*TASK OBJECTIVE:*
An exact copy of every entry is the required answer.
-- DATA IN THIS EXERCISE follows --
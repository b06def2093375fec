#![allow(clippy::unwrap_used)]
#![allow(clippy::expect_used)]
#![allow(clippy::panic)]

use tailgate_server::agent::AgentConfig;
use tailgate_server::config;

const TLS: &str = r#"
tls:
  cert_file: certs/server.pem
  key_file: certs/server-key.pem
  ca_file: certs/ca.pem
"#;

const ACL: &str = r#"
acl:
  - subject: root
    object: "*"
    actions: ["*"]
"#;

fn doc(body: &str) -> String {
    format!("version: 1\n{body}{TLS}{ACL}")
}

#[test]
fn ok_minimal_config() {
    let cfg = config::load_from_str(&doc("")).expect("must parse");
    assert_eq!(cfg.version, 1);
    assert_eq!(cfg.server.listen, "0.0.0.0:8400");
    assert_eq!(cfg.server.shutdown_grace_ms, 10_000);
    assert_eq!(cfg.server.stream_buffer, 64);
    assert!(cfg.ops.is_none());
    assert_eq!(cfg.acl[0].subject, "root");
    assert_eq!(cfg.acl[0].actions, vec!["*".to_string()]);
}

#[test]
fn ok_full_config() {
    let cfg = config::load_from_str(&doc(
        r#"
server:
  listen: "127.0.0.1:9000"
  shutdown_grace_ms: 250
  stream_buffer: 8
ops:
  listen: "127.0.0.1:9001"
"#,
    ))
    .expect("must parse");
    assert_eq!(cfg.server.listen_addr().unwrap().port(), 9000);
    assert_eq!(cfg.ops.as_ref().unwrap().listen_addr().unwrap().port(), 9001);
    assert_eq!(cfg.server.stream_buffer, 8);
}

#[test]
fn deny_unknown_fields_nested() {
    let bad = doc(
        r#"
server:
  listne: "127.0.0.1:9000" # typo should fail
"#,
    );
    let err = config::load_from_str(&bad).expect_err("must fail");
    assert_eq!(err.client_code().as_str(), "FAILED_PRECONDITION");
}

#[test]
fn deny_unknown_top_level_field() {
    let bad = format!("{}\nextra: true\n", doc(""));
    config::load_from_str(&bad).expect_err("must fail");
}

#[test]
fn unsupported_version_rejected() {
    let bad = format!("version: 2\n{TLS}{ACL}");
    let err = config::load_from_str(&bad).expect_err("must fail");
    assert!(matches!(err, tailgate_core::TailgateError::UnsupportedVersion));
}

#[test]
fn empty_acl_rejected() {
    let bad = format!("version: 1\n{TLS}acl: []\n");
    let err = config::load_from_str(&bad).expect_err("must fail");
    assert!(err.to_string().contains("acl"));
}

#[test]
fn missing_tls_rejected() {
    let bad = format!("version: 1\n{ACL}");
    config::load_from_str(&bad).expect_err("must fail");
}

#[test]
fn bad_listen_addr_rejected() {
    let bad = doc("server:\n  listen: \"not-an-addr\"\n");
    config::load_from_str(&bad).expect_err("must fail");

    let bad = doc("ops:\n  listen: \"localhost\"\n");
    config::load_from_str(&bad).expect_err("must fail");
}

#[test]
fn numeric_ranges_enforced() {
    config::load_from_str(&doc("server:\n  shutdown_grace_ms: 10\n")).expect_err("must fail");
    config::load_from_str(&doc("server:\n  shutdown_grace_ms: 600001\n")).expect_err("must fail");
    config::load_from_str(&doc("server:\n  stream_buffer: 0\n")).expect_err("must fail");
    config::load_from_str(&doc("server:\n  stream_buffer: 4097\n")).expect_err("must fail");
    config::load_from_str(&doc("server:\n  stream_buffer: 4096\n")).expect("upper bound ok");
}

#[test]
fn invalid_acl_action_fails_at_agent_config() {
    let bad = format!(
        "version: 1\n{TLS}acl:\n  - subject: root\n    object: \"*\"\n    actions: [\"fly\"]\n"
    );
    let cfg = config::load_from_str(&bad).expect("schema accepts it");
    let err = AgentConfig::from_gateway_config(&cfg).expect_err("must fail");
    assert_eq!(err.client_code().as_str(), "FAILED_PRECONDITION");
}

#[test]
fn missing_config_file_is_bad_config() {
    let err = config::load_from_file("/nonexistent/tailgate.yaml").expect_err("must fail");
    assert!(err.to_string().contains("/nonexistent/tailgate.yaml"));
}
-- DATA IN THIS EXERCISE concluded --
*SOLUTION TO THE PROBLEM:*
repository b06def2093375fec
#![allow(clippy::unwrap_used)]
#![allow(clippy::expect_used)]
#![allow(clippy::panic)]

use tailgate_server::agent::AgentConfig;
use tailgate_server::config;

const TLS: &str = r#"
tls:
  cert_file: certs/server.pem
  key_file: certs/server-key.pem
  ca_file: certs/ca.pem
"#;

const ACL: &str = r#"
acl:
  - subject: root
    object: "*"
    actions: ["*"]
"#;

fn doc(body: &str) -> String {
    format!("version: 1\n{body}{TLS}{ACL}")
}

#[test]
fn ok_minimal_config() {
    let cfg = config::load_from_str(&doc("")).expect("must parse");
    assert_eq!(cfg.version, 1);
    assert_eq!(cfg.server.listen, "0.0.0.0:8400");
    assert_eq!(cfg.server.shutdown_grace_ms, 10_000);
    assert_eq!(cfg.server.stream_buffer, 64);
    assert!(cfg.ops.is_none());
    assert_eq!(cfg.acl[0].subject, "root");
    assert_eq!(cfg.acl[0].actions, vec!["*".to_string()]);
}

#[test]
fn ok_full_config() {
    let cfg = config::load_from_str(&doc(
        r#"
server:
  listen: "127.0.0.1:9000"
  shutdown_grace_ms: 250
  stream_buffer: 8
ops:
  listen: "127.0.0.1:9001"
"#,
    ))
    .expect("must parse");
    assert_eq!(cfg.server.listen_addr().unwrap().port(), 9000);
    assert_eq!(cfg.ops.as_ref().unwrap().listen_addr().unwrap().port(), 9001);
    assert_eq!(cfg.server.stream_buffer, 8);
}

#[test]
fn deny_unknown_fields_nested() {
    let bad = doc(
        r#"
server:
  listne: "127.0.0.1:9000" # typo should fail
"#,
    );
    let err = config::load_from_str(&bad).expect_err("must fail");
    assert_eq!(err.client_code().as_str(), "FAILED_PRECONDITION");
}

#[test]
fn deny_unknown_top_level_field() {
    let bad = format!("{}\nextra: true\n", doc(""));
    config::load_from_str(&bad).expect_err("must fail");
}

#[test]
fn unsupported_version_rejected() {
    let bad = format!("version: 2\n{TLS}{ACL}");
    let err = config::load_from_str(&bad).expect_err("must fail");
    assert!(matches!(err, tailgate_core::TailgateError::UnsupportedVersion));
}

#[test]
fn empty_acl_rejected() {
    let bad = format!("version: 1\n{TLS}acl: []\n");
    let err = config::load_from_str(&bad).expect_err("must fail");
    assert!(err.to_string().contains("acl"));
}

#[test]
fn missing_tls_rejected() {
    let bad = format!("version: 1\n{ACL}");
    config::load_from_str(&bad).expect_err("must fail");
}

#[test]
fn bad_listen_addr_rejected() {
    let bad = doc("server:\n  listen: \"not-an-addr\"\n");
    config::load_from_str(&bad).expect_err("must fail");

    let bad = doc("ops:\n  listen: \"localhost\"\n");
    config::load_from_str(&bad).expect_err("must fail");
}

#[test]
fn numeric_ranges_enforced() {
    config::load_from_str(&doc("server:\n  shutdown_grace_ms: 10\n")).expect_err("must fail");
    config::load_from_str(&doc("server:\n  shutdown_grace_ms: 600001\n")).expect_err("must fail");
    config::load_from_str(&doc("server:\n  stream_buffer: 0\n")).expect_err("must fail");
    config::load_from_str(&doc("server:\n  stream_buffer: 4097\n")).expect_err("must fail");
    config::load_from_str(&doc("server:\n  stream_buffer: 4096\n")).expect("upper bound ok");
}

#[test]
fn invalid_acl_action_fails_at_agent_config() {
    let bad = format!(
        "version: 1\n{TLS}acl:\n  - subject: root\n    object: \"*\"\n    actions: [\"fly\"]\n"
    );
    let cfg = config::load_from_str(&bad).expect("schema accepts it");
    let err = AgentConfig::from_gateway_config(&cfg).expect_err("must fail");
    assert_eq!(err.client_code().as_str(), "FAILED_PRECONDITION");
}

#[test]
fn missing_config_file_is_bad_config() {
    let err = config::load_from_file("/nonexistent/tailgate.yaml").expect_err("must fail");
    assert!(err.to_string().contains("/nonexistent/tailgate.yaml"));
}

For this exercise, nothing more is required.